Your instructions: Copy out, word for word, the lines from the start of the data below through the line containing "configuration (summary cache)", and no others.

──────── Information given ────────

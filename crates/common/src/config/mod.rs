//! Configuration management for Seabed Catalog services
//!
//! Supports loading configuration from:
//! - Environment variables (prefixed with APP__)
//! - Configuration files (config.toml, config.yaml)
//! - Default values

use config::{Config, ConfigError, Environment, File};
use serde::{Deserialize, Serialize};
use std::time::Duration;

/// Main application configuration
#[derive(Debug, Clone, Deserialize, Serialize)]
pub struct AppConfig {
    /// Server configuration
    #[serde(default)]
    pub server: ServerConfig,

    /// Database configuration
    pub database: DatabaseConfig,

    /// Redis configuration (summary cache)
    #[serde(default)]
    pub cache: CacheSettings,

    /// Blob storage configuration for media and library files
    #[serde(default)]
    pub storage: StorageConfig,

    /// Observability configuration
    #[serde(default)]
    pub observability: ObservabilityConfig,

    /// Rate limiting configuration
    #[serde(default)]
    pub rate_limit: RateLimitConfig,
}

#[derive(Debug, Clone, Deserialize, Serialize)]
pub struct ServerConfig {
    /// Host to bind to
    #[serde(default = "default_host")]
    pub host: String,

    /// Port to listen on
    #[serde(default = "default_port")]
    pub port: u16,

    /// Request timeout in seconds
    #[serde(default = "default_request_timeout")]
    pub request_timeout_secs: u64,

    /// Shutdown timeout in seconds
    #[serde(default = "default_shutdown_timeout")]
    pub shutdown_timeout_secs: u64,

    /// Maximum concurrent requests
    #[serde(default = "default_max_concurrent")]
    pub max_concurrent_requests: usize,
}

#[derive(Debug, Clone, Deserialize, Serialize)]
pub struct DatabaseConfig {
    /// Primary database URL (for writes)
    pub url: String,

    /// Read replica URL (optional, falls back to primary)
    pub read_url: Option<String>,

    /// Maximum number of connections
    #[serde(default = "default_max_connections")]
    pub max_connections: u32,

    /// Minimum number of connections
    #[serde(default = "default_min_connections")]
    pub min_connections: u32,

    /// Connection timeout in seconds
    #[serde(default = "default_connect_timeout")]
    pub connect_timeout_secs: u64,

    /// Idle timeout in seconds
    #[serde(default = "default_idle_timeout")]
    pub idle_timeout_secs: u64,

    /// Create missing tables and load the bundled seed catalog on startup
    #[serde(default = "default_enabled")]
    pub seed_on_startup: bool,
}

#[derive(Debug, Clone, Deserialize, Serialize)]
pub struct CacheSettings {
    /// Redis URL; caching is disabled when absent
    pub url: Option<String>,

    /// TTL for contractor summaries in seconds
    #[serde(default = "default_summary_ttl")]
    pub summary_ttl_secs: u64,

    /// Key prefix for namespacing
    #[serde(default = "default_cache_prefix")]
    pub key_prefix: String,
}

#[derive(Debug, Clone, Deserialize, Serialize)]
pub struct StorageConfig {
    /// Blob account base URL, e.g. https://account.blob.core.windows.net
    #[serde(default = "default_blob_base_url")]
    pub blob_base_url: String,

    /// Container holding photos and videos
    #[serde(default = "default_media_container")]
    pub media_container: String,

    /// Container holding library documents
    #[serde(default = "default_library_container")]
    pub library_container: String,

    /// Timeout for proxied downloads in seconds
    #[serde(default = "default_download_timeout")]
    pub download_timeout_secs: u64,
}

#[derive(Debug, Clone, Deserialize, Serialize)]
pub struct ObservabilityConfig {
    /// Log level (debug, info, warn, error)
    #[serde(default = "default_log_level")]
    pub log_level: String,

    /// Enable JSON logging
    #[serde(default = "default_json_logging")]
    pub json_logging: bool,

    /// Metrics port (0 to disable)
    #[serde(default = "default_metrics_port")]
    pub metrics_port: u16,

    /// Service name attached to log lines
    #[serde(default = "default_service_name")]
    pub service_name: String,
}

#[derive(Debug, Clone, Deserialize, Serialize)]
pub struct RateLimitConfig {
    /// Requests per second (global)
    #[serde(default = "default_rate_limit")]
    pub requests_per_second: u32,

    /// Burst capacity
    #[serde(default = "default_burst")]
    pub burst: u32,

    /// Enable rate limiting
    #[serde(default)]
    pub enabled: bool,
}

// Default value functions
fn default_host() -> String { "0.0.0.0".to_string() }
fn default_port() -> u16 { 8080 }
fn default_request_timeout() -> u64 { 30 }
fn default_shutdown_timeout() -> u64 { 30 }
fn default_max_concurrent() -> usize { 100 }
fn default_max_connections() -> u32 { 20 }
fn default_min_connections() -> u32 { 2 }
fn default_connect_timeout() -> u64 { 10 }
fn default_idle_timeout() -> u64 { 300 }
fn default_summary_ttl() -> u64 { 300 }
fn default_cache_prefix() -> String { "seabed".to_string() }
fn default_blob_base_url() -> String { "https://seabedcatalog.blob.core.windows.net".to_string() }
fn default_media_container() -> String { "media".to_string() }
fn default_library_container() -> String { "library".to_string() }
fn default_download_timeout() -> u64 { 60 }
fn default_log_level() -> String { "info".to_string() }
fn default_json_logging() -> bool { true }
fn default_metrics_port() -> u16 { 9090 }
fn default_service_name() -> String { "seabed-api".to_string() }
fn default_rate_limit() -> u32 { 50 }
fn default_burst() -> u32 { 100 }
fn default_enabled() -> bool { true }

impl AppConfig {
    /// Load configuration from environment and files
    pub fn load() -> Result<Self, ConfigError> {
        let env = std::env::var("APP_ENV").unwrap_or_else(|_| "development".to_string());

        let config = Config::builder()
            // Start with defaults
            .set_default("server.host", "0.0.0.0")?
            .set_default("server.port", 8080)?
            .set_default("database.url", "postgres://localhost/seabed")?

            // Load base config file
            .add_source(File::with_name("config/default").required(false))

            // Load environment-specific config
            .add_source(File::with_name(&format!("config/{}", env)).required(false))

            // Load local overrides
            .add_source(File::with_name("config/local").required(false))

            // Load from environment variables with APP__ prefix
            // e.g., APP__SERVER__PORT=8081
            .add_source(
                Environment::with_prefix("APP")
                    .separator("__")
                    .try_parsing(true)
            )

            .build()?;

        config.try_deserialize()
    }

    /// Get request timeout as Duration
    pub fn request_timeout(&self) -> Duration {
        Duration::from_secs(self.server.request_timeout_secs)
    }

    /// Get shutdown timeout as Duration
    pub fn shutdown_timeout(&self) -> Duration {
        Duration::from_secs(self.server.shutdown_timeout_secs)
    }
}

impl StorageConfig {
    /// Public URL of a photo or video
    pub fn media_url(&self, file_name: &str) -> String {
        blob_url(&self.blob_base_url, &self.media_container, file_name)
    }

    /// Public URL of a library document
    pub fn library_url(&self, file_name: &str) -> String {
        blob_url(&self.blob_base_url, &self.library_container, file_name)
    }

    pub fn download_timeout(&self) -> Duration {
        Duration::from_secs(self.download_timeout_secs)
    }
}

fn blob_url(base: &str, container: &str, file_name: &str) -> String {
    format!(
        "{}/{}/{}",
        base.trim_end_matches('/'),
        container.trim_matches('/'),
        file_name.trim_start_matches('/')
    )
}

impl Default for ServerConfig {
    fn default() -> Self {
        Self {
            host: default_host(),
            port: default_port(),
            request_timeout_secs: default_request_timeout(),
            shutdown_timeout_secs: default_shutdown_timeout(),
            max_concurrent_requests: default_max_concurrent(),
        }
    }
}

impl Default for CacheSettings {
    fn default() -> Self {
        Self {
            url: None,
            summary_ttl_secs: default_summary_ttl(),
            key_prefix: default_cache_prefix(),
        }
    }
}

impl Default for StorageConfig {
    fn default() -> Self {
        Self {
            blob_base_url: default_blob_base_url(),
            media_container: default_media_container(),
            library_container: default_library_container(),
            download_timeout_secs: default_download_timeout(),
        }
    }
}

impl Default for ObservabilityConfig {
    fn default() -> Self {
        Self {
            log_level: default_log_level(),
            json_logging: default_json_logging(),
            metrics_port: default_metrics_port(),
            service_name: default_service_name(),
        }
    }
}

impl Default for RateLimitConfig {
    fn default() -> Self {
        Self {
            requests_per_second: default_rate_limit(),
            burst: default_burst(),
            enabled: false,
        }
    }
}

impl Default for AppConfig {
    fn default() -> Self {
        Self {
            server: ServerConfig::default(),
            database: DatabaseConfig {
                url: "postgres://localhost/seabed".to_string(),
                read_url: None,
                max_connections: default_max_connections(),
                min_connections: default_min_connections(),
                connect_timeout_secs: default_connect_timeout(),
                idle_timeout_secs: default_idle_timeout(),
                seed_on_startup: default_enabled(),
            },
            cache: CacheSettings::default(),
            storage: StorageConfig::default(),
            observability: ObservabilityConfig::default(),
            rate_limit: RateLimitConfig::default(),
        }
    }
}
//! Schema bootstrap from the entity definitions
//!
//! Tables are created parents first with `IF NOT EXISTS`, so running this on
//! every startup is safe.

use super::models::*;
use sea_orm::sea_query::{Expr, Index, IndexCreateStatement, SimpleExpr, TableCreateStatement};
use sea_orm::{ConnectionTrait, DbErr, EntityTrait, Schema};
use tracing::{debug, info};

fn table<E: EntityTrait>(schema: &Schema, entity: E) -> TableCreateStatement {
    schema.create_table_from_entity(entity).if_not_exists().to_owned()
}

/// `column IS NULL OR column BETWEEN min AND max`
fn optional_between<C>(column: C, (min, max): (f64, f64)) -> SimpleExpr
where
    C: sea_orm::sea_query::IntoColumnRef + Copy,
{
    Expr::col(column).is_null().or(Expr::col(column).between(min, max))
}

fn tables(schema: &Schema) -> Vec<TableCreateStatement> {
    use super::models::{ctd_data, sample};

    let samples = table(schema, SampleEntity)
        .check(Expr::col(sample::Column::DepthUpper).gt(Expr::col(sample::Column::DepthLower)))
        .to_owned();

    let ctd = table(schema, CtdDataEntity)
        .check(optional_between(ctd_data::Column::TemperatureC, ctd_data::TEMPERATURE_RANGE_C))
        .check(optional_between(ctd_data::Column::SalinityPsu, ctd_data::SALINITY_RANGE_PSU))
        .check(optional_between(ctd_data::Column::OxygenUmolKg, ctd_data::OXYGEN_RANGE_UMOL_KG))
        .check(optional_between(ctd_data::Column::Ph, ctd_data::PH_RANGE))
        .to_owned();

    vec![
        table(schema, ContractTypeEntity),
        table(schema, ContractStatusEntity),
        table(schema, ContractorEntity),
        table(schema, ContractorAreaEntity),
        table(schema, BlockEntity),
        table(schema, CruiseEntity),
        table(schema, StationEntity),
        samples,
        ctd,
        table(schema, EnvResultEntity),
        table(schema, GeoResultEntity),
        table(schema, PhotoVideoEntity),
        table(schema, LibraryDocumentEntity),
        table(schema, QualifierEntity),
        table(schema, ValidValueEntity),
    ]
}

fn foreign_key_index<E, C>(name: &str, entity: E, column: C) -> IndexCreateStatement
where
    E: EntityTrait,
    C: sea_orm::sea_query::IntoIden,
{
    Index::create()
        .if_not_exists()
        .name(name)
        .table(entity)
        .col(column)
        .to_owned()
}

fn indexes() -> Vec<IndexCreateStatement> {
    vec![
        foreign_key_index("idx_contractors_contract_type_id", ContractorEntity, ContractorColumn::ContractTypeId),
        foreign_key_index("idx_contractors_contract_status_id", ContractorEntity, ContractorColumn::ContractStatusId),
        foreign_key_index("idx_contractor_areas_contractor_id", ContractorAreaEntity, ContractorAreaColumn::ContractorId),
        foreign_key_index("idx_contractor_area_blocks_area_id", BlockEntity, BlockColumn::AreaId),
        foreign_key_index("idx_cruises_contractor_id", CruiseEntity, CruiseColumn::ContractorId),
        foreign_key_index("idx_stations_cruise_id", StationEntity, StationColumn::CruiseId),
        foreign_key_index("idx_stations_block_id", StationEntity, StationColumn::BlockId),
        foreign_key_index("idx_samples_station_id", SampleEntity, SampleColumn::StationId),
        foreign_key_index("idx_ctd_data_station_id", CtdDataEntity, CtdDataColumn::StationId),
        foreign_key_index("idx_env_results_sample_id", EnvResultEntity, EnvResultColumn::SampleId),
        foreign_key_index("idx_geo_results_sample_id", GeoResultEntity, GeoResultColumn::SampleId),
        foreign_key_index("idx_photo_videos_sample_id", PhotoVideoEntity, PhotoVideoColumn::SampleId),
        foreign_key_index("idx_library_documents_contractor_id", LibraryDocumentEntity, LibraryDocumentColumn::ContractorId),
    ]
}

/// Create every table and foreign-key index that does not exist yet
pub async fn create_all<C: ConnectionTrait>(db: &C) -> Result<(), DbErr> {
    let backend = db.get_database_backend();
    let schema = Schema::new(backend);

    let tables = tables(&schema);
    let table_count = tables.len();
    for stmt in tables {
        db.execute(backend.build(&stmt)).await?;
    }

    for stmt in indexes() {
        debug!(statement = %backend.build(&stmt).sql, "Creating index");
        db.execute(backend.build(&stmt)).await?;
    }

    info!(tables = table_count, "Database schema ready");
    Ok(())
}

────────

Solution to this problem:
filename crates/common/src/config/mod.rs
//! Configuration management for Seabed Catalog services
//!
//! Supports loading configuration from:
//! - Environment variables (prefixed with APP__)
//! - Configuration files (config.toml, config.yaml)
//! - Default values

use config::{Config, ConfigError, Environment, File};
use serde::{Deserialize, Serialize};
use std::time::Duration;

/// Main application configuration
#[derive(Debug, Clone, Deserialize, Serialize)]
pub struct AppConfig {
    /// Server configuration
    #[serde(default)]
    pub server: ServerConfig,

    /// Database configuration
    pub database: DatabaseConfig,

    /// Redis configuration (summary cache)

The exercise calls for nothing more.